**Difficulty:** Easy, **Asked-in:** Google, Amazon, Adobe, Oracle, Qualcomm, SAP Labs

Given an array X of n integers **sorted** in ascending order and an integer **key**, write a program to search for the key in X. If the key exists, then return its index. Otherwise, return -1.

**Example 1**

Input: X[] = [-4, 2, 4, 5, 9, 12], key = 5, Output: 3

Explanation: 5 exists in X[] at index 3. So we return 3.

**Example 2**

Input: X[] = [-4, 2, 4, 5, 9, 12], key = 6, Output: -1

Explanation: 6 does not exist in X[]. So we return -1.

Imagine a game where the computer selects a number between 1 and 16, and we need to find this number with a minimum number of guesses. For each guess, the computer will tell us whether the guessed number is equal to, greater than, or less than the actual number.

A linear guess of all the continuous values 1, 2, . . . 16 would be inefficient because, with each question, we eliminate only one number. In the worst-case scenario, we need to guess 16 times! Can we find a better solution and discover the number with a minimum number of guesses?

Now, the critical question is: What would be the best guess at the start? Since the computer provides us with comparative insights about the guessed number and the actual number, the best first guess would be to choose the middle number (8).

- If the actual number is equal to 8, the computer will return true, and we are done.
- If the actual number is less than 8, then the computer will tell us that the actual number is less than 8. So we can ignore the range of numbers from 9 to 16 in our next guess. We repeat the same process for the numbers 1 to 8 and select the middle number 4, and so on.
- If the actual number is greater than 8, then the computer will tell us that the actual number is greater than 8. So we ignore the range of numbers from 1 to 7 in our next guess. We repeat the same process for the numbers 9 to 16 and select the middle number 12, and so on.

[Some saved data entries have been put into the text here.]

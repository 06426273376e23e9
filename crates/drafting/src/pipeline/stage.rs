//! Stage names, per-stage records and the run state machine.

use casedraft_core::provider::Usage;
use serde::{Deserialize, Serialize};

/// One generation step.
#[derive(Debug, Clone, Copy, PartialEq, Eq, Hash, Serialize, Deserialize)]
#[serde(rename_all = "snake_case")]
pub enum StageName {
    FactExtraction,
    Structuring,
    ToneFinishing,
    /// The single call made by the direct pipeline.
    SinglePass,
}

impl StageName {
    /// Staged pipeline order. Never reordered, never skipped.
    pub const ORDER: [StageName; 3] = [
        StageName::FactExtraction,
        StageName::Structuring,
        StageName::ToneFinishing,
    ];

    pub fn label(&self) -> &'static str {
        match self {
            StageName::FactExtraction => "fact extraction",
            StageName::Structuring => "structuring",
            StageName::ToneFinishing => "tone finishing",
            StageName::SinglePass => "single pass",
        }
    }

    /// 1-based position within its pipeline.
    pub fn step(&self) -> usize {
        match self {
            StageName::FactExtraction | StageName::SinglePass => 1,
            StageName::Structuring => 2,
            StageName::ToneFinishing => 3,
        }
    }

    /// Number of steps in the pipeline this stage belongs to.
    pub fn total_steps(&self) -> usize {
        match self {
            StageName::SinglePass => 1,
            _ => StageName::ORDER.len(),
        }
    }

    /// Progress percentage reported once this stage succeeds.
    pub fn checkpoint(&self) -> u8 {
        match self {
            StageName::FactExtraction => 33,
            StageName::Structuring => 66,
            StageName::ToneFinishing | StageName::SinglePass => 100,
        }
    }

    /// Operator-facing message sent with the checkpoint.
    pub fn completion_message(&self) -> &'static str {
        match self {
            StageName::FactExtraction => "Facts extracted from case material",
            StageName::Structuring => "Draft structured into sections",
            StageName::ToneFinishing => "Draft finished",
            StageName::SinglePass => "Draft generated",
        }
    }
}

impl std::fmt::Display for StageName {
    fn fmt(&self, f: &mut std::fmt::Formatter<'_>) -> std::fmt::Result {
        f.write_str(self.label())
    }
}

/// Orchestrator state. Moves strictly forward.
#[derive(Debug, Clone, Copy, PartialEq, Eq, Serialize, Deserialize)]
#[serde(tag = "state", content = "stage", rename_all = "snake_case")]
pub enum PipelineState {
    Idle,
    FactExtraction,
    Structuring,
    ToneFinishing,
    SinglePass,
    Complete,
    Failed(StageName),
}

impl PipelineState {
    /// The state entered when `stage` starts.
    pub fn running(stage: StageName) -> Self {
        match stage {
            StageName::FactExtraction => PipelineState::FactExtraction,
            StageName::Structuring => PipelineState::Structuring,
            StageName::ToneFinishing => PipelineState::ToneFinishing,
            StageName::SinglePass => PipelineState::SinglePass,
        }
    }

    pub fn is_terminal(&self) -> bool {
        matches!(self, PipelineState::Complete | PipelineState::Failed(_))
    }

    /// Whether `next` is a legal successor of `self`.
    pub fn can_advance_to(&self, next: PipelineState) -> bool {
        use PipelineState::*;
        match (self, next) {
            (Idle, FactExtraction) | (Idle, SinglePass) => true,
            (FactExtraction, Structuring) | (Structuring, ToneFinishing) => true,
            (ToneFinishing, Complete) | (SinglePass, Complete) => true,
            (FactExtraction, Failed(StageName::FactExtraction))
            | (Structuring, Failed(StageName::Structuring))
            | (ToneFinishing, Failed(StageName::ToneFinishing))
            | (SinglePass, Failed(StageName::SinglePass)) => true,
            _ => false,
        }
    }
}

#[derive(Debug, Clone, Copy, PartialEq, Eq, Serialize, Deserialize)]
#[serde(rename_all = "snake_case")]
pub enum StageStatus {
    Pending,
    Succeeded,
    Failed,
}

/// What a stage consumed.
#[derive(Debug, Clone, Copy, PartialEq, Eq, Serialize, Deserialize)]
#[serde(tag = "kind", content = "stage", rename_all = "snake_case")]
pub enum StageInput {
    /// The assembled context body.
    AssembledContext,
    /// The output of an earlier stage.
    Stage(StageName),
}

/// Outcome of one stage within a run.
#[derive(Debug, Clone, PartialEq, Serialize, Deserialize)]
pub struct StageResult {
    pub stage: StageName,
    pub input: StageInput,
    pub status: StageStatus,
    pub output: Option<String>,
    pub error: Option<String>,
    pub usage: Option<Usage>,
    pub elapsed_ms: u64,
}

impl StageResult {
    pub fn pending(stage: StageName, input: StageInput) -> Self {
        Self {
            stage,
            input,
            status: StageStatus::Pending,
            output: None,
            error: None,
            usage: None,
            elapsed_ms: 0,
        }
    }
}

#[cfg(test)]
mod tests {
    use super::*;

    #[test]
    fn order_and_checkpoints() {
        let checkpoints: Vec<u8> = StageName::ORDER.iter().map(|s| s.checkpoint()).collect();
        assert_eq!(checkpoints, [33, 66, 100]);
        let steps: Vec<usize> = StageName::ORDER.iter().map(|s| s.step()).collect();
        assert_eq!(steps, [1, 2, 3]);
        assert!(StageName::ORDER.iter().all(|s| s.total_steps() == 3));
    }

    #[test]
    fn single_pass_is_one_of_one() {
        assert_eq!(StageName::SinglePass.step(), 1);
        assert_eq!(StageName::SinglePass.total_steps(), 1);
        assert_eq!(StageName::SinglePass.checkpoint(), 100);
    }

    #[test]
    fn staged_happy_path_is_legal() {
        let path = [
            PipelineState::Idle,
            PipelineState::FactExtraction,
            PipelineState::Structuring,
            PipelineState::ToneFinishing,
            PipelineState::Complete,
        ];
        assert!(path.windows(2).all(|w| w[0].can_advance_to(w[1])));
    }

    #[test]
    fn no_skipping_or_going_back() {
        assert!(!PipelineState::Idle.can_advance_to(PipelineState::Structuring));
        assert!(!PipelineState::FactExtraction.can_advance_to(PipelineState::ToneFinishing));
        assert!(!PipelineState::Structuring.can_advance_to(PipelineState::FactExtraction));
        assert!(!PipelineState::Structuring.can_advance_to(PipelineState::Complete));
        assert!(!PipelineState::Complete.can_advance_to(PipelineState::Idle));
    }

    #[test]
    fn failure_only_from_the_running_stage() {
        assert!(
            PipelineState::Structuring.can_advance_to(PipelineState::Failed(StageName::Structuring))
        );
        assert!(
            !PipelineState::Structuring
                .can_advance_to(PipelineState::Failed(StageName::FactExtraction))
        );
        assert!(!PipelineState::Failed(StageName::Structuring).can_advance_to(PipelineState::Complete));
        assert!(PipelineState::Failed(StageName::Structuring).is_terminal());
    }

    #[test]
    fn labels_render_for_errors() {
        assert_eq!(StageName::ToneFinishing.to_string(), "tone finishing");
        let json = serde_json::to_string(&StageName::FactExtraction).unwrap();
        assert_eq!(json, "\"fact_extraction\"");
    }
}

After every guess, we are rejecting half of the given numbers in one go. In the worst case, we need four comparisons to identify the actual number. This is a significant improvement!

Now, based on the above idea, can we take advantage of the sorted input order to find the target value efficiently? One insight is simple: if we pick any number "x" in the sorted sequence, all the numbers on the left will be less than "x", and all the numbers on the right will be greater than "x".

So based on this idea, we can design a simple divide and conquer strategy where we compare the target value **key** with the value at the **mid** index. If the middle element is equal to the key, then we are done. Otherwise, based on the comparison, we search for the key in the left half or right half.

**If key is equal to X[mid]**, we have found the target value and return the mid index.**If key is less than X[mid]**, we search for the key in the left subarray.**If key is greater than X[mid**], we search for the key in the right subarray.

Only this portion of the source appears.